━━━ Data for analysis
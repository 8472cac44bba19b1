use crate::{
    catalog::CatalogIndex,
    config::Config,
    dataset::DatasetLoader,
    error::Result,
    ml::{HuggingFaceEmbedder, TextEmbedder},
    routes::api_routes,
    services::{CommentaryGenerator, RecommendationService},
};
use actix_cors::Cors;
use actix_web::{middleware::Logger, web, App, HttpServer};
use anyhow::Context;
use log::info;
use std::{net::TcpListener, sync::Arc, time::Duration};

pub struct Application {
    port: u16,
    host: String,
    config: Config,
}

impl Application {
    /// Create a new application instance
    pub fn new(config: &Config) -> Self {
        Self {
            port: config.port,
            host: config.host.clone(),
            config: config.clone(),
        }
    }

    /// Build and run the server
    pub async fn run(&self) -> Result<()> {
        // Always bind to 0.0.0.0 for Docker/Render compatibility
        let bind_address = format!("0.0.0.0:{}", self.port);
        let listener = TcpListener::bind(&bind_address)?;
        info!("Starting server at http://{}:{}", self.host, self.port);

        self.run_with_listener(listener).await
    }

    /// Run the server with a specific TCP listener
    /// This is useful for testing where we want to use a random port
    pub async fn run_with_listener(&self, listener: TcpListener) -> Result<()> {
        // Load the catalog and its embeddings
        let loader = DatasetLoader::new(&self.config).context("Failed to create dataset loader")?;
        let dataset = loader.load().await?;

        // The query embedder is optional; without it the ranker scores
        // every query with the keyword heuristic
        let embedder: Option<Arc<dyn TextEmbedder>> =
            if self.config.huggingface_api_key.is_some() {
                let embedder = HuggingFaceEmbedder::new(&self.config)
                    .context("Failed to create the query embedder")?;
                Some(Arc::new(embedder))
            } else {
                info!("No HuggingFace API key configured, queries use keyword scoring");
                None
            };

        let catalog = Arc::new(CatalogIndex::build(dataset.wines));

        let recommendation_service = web::Data::new(RecommendationService::new(
            catalog.clone(),
            dataset.embeddings,
            embedder,
            Duration::from_secs(self.config.embed_timeout_secs),
        ));
        let commentary = web::Data::new(CommentaryGenerator::new(&self.config));
        let catalog_data = web::Data::from(catalog);

        HttpServer::new(move || {
            let cors = Cors::default()
                .allow_any_origin()
                .allow_any_method()
                .allow_any_header();

            App::new()
                .wrap(cors)
                .wrap(Logger::default())
                .app_data(catalog_data.clone())
                .app_data(recommendation_service.clone())
                .app_data(commentary.clone())
                .service(api_routes())
        })
        .listen(listener)?
        .run()
        .await?;

        Ok(())
    }
}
━━━━━━
**The problem**
Repeat each line above exactly as written.

**Task result**
repository 8472cac44bba19b1
use crate::{
    catalog::CatalogIndex,
    config::Config,
    dataset::DatasetLoader,
    error::Result,
    ml::{HuggingFaceEmbedder, TextEmbedder},
    routes::api_routes,
    services::{CommentaryGenerator, RecommendationService},
};
use actix_cors::Cors;
use actix_web::{middleware::Logger, web, App, HttpServer};
use anyhow::Context;
use log::info;
use std::{net::TcpListener, sync::Arc, time::Duration};

pub struct Application {
    port: u16,
    host: String,
    config: Config,
}

impl Application {
    /// Create a new application instance
    pub fn new(config: &Config) -> Self {
        Self {
            port: config.port,
            host: config.host.clone(),
            config: config.clone(),
        }
    }

    /// Build and run the server
    pub async fn run(&self) -> Result<()> {
        // Always bind to 0.0.0.0 for Docker/Render compatibility
        let bind_address = format!("0.0.0.0:{}", self.port);
        let listener = TcpListener::bind(&bind_address)?;
        info!("Starting server at http://{}:{}", self.host, self.port);

        self.run_with_listener(listener).await
    }

    /// Run the server with a specific TCP listener
    /// This is useful for testing where we want to use a random port
    pub async fn run_with_listener(&self, listener: TcpListener) -> Result<()> {
        // Load the catalog and its embeddings
        let loader = DatasetLoader::new(&self.config).context("Failed to create dataset loader")?;
        let dataset = loader.load().await?;

        // The query embedder is optional; without it the ranker scores
        // every query with the keyword heuristic
        let embedder: Option<Arc<dyn TextEmbedder>> =
            if self.config.huggingface_api_key.is_some() {
                let embedder = HuggingFaceEmbedder::new(&self.config)
                    .context("Failed to create the query embedder")?;
                Some(Arc::new(embedder))
            } else {
                info!("No HuggingFace API key configured, queries use keyword scoring");
                None
            };

        let catalog = Arc::new(CatalogIndex::build(dataset.wines));

        let recommendation_service = web::Data::new(RecommendationService::new(
            catalog.clone(),
            dataset.embeddings,
            embedder,
            Duration::from_secs(self.config.embed_timeout_secs),
        ));
        let commentary = web::Data::new(CommentaryGenerator::new(&self.config));
        let catalog_data = web::Data::from(catalog);

        HttpServer::new(move || {
            let cors = Cors::default()
                .allow_any_origin()
                .allow_any_method()
                .allow_any_header();

            App::new()
                .wrap(cors)
                .wrap(Logger::default())
                .app_data(catalog_data.clone())
                .app_data(recommendation_service.clone())
                .app_data(commentary.clone())
                .service(api_routes())
        })
        .listen(listener)?
        .run()
        .await?;

        Ok(())
    }
}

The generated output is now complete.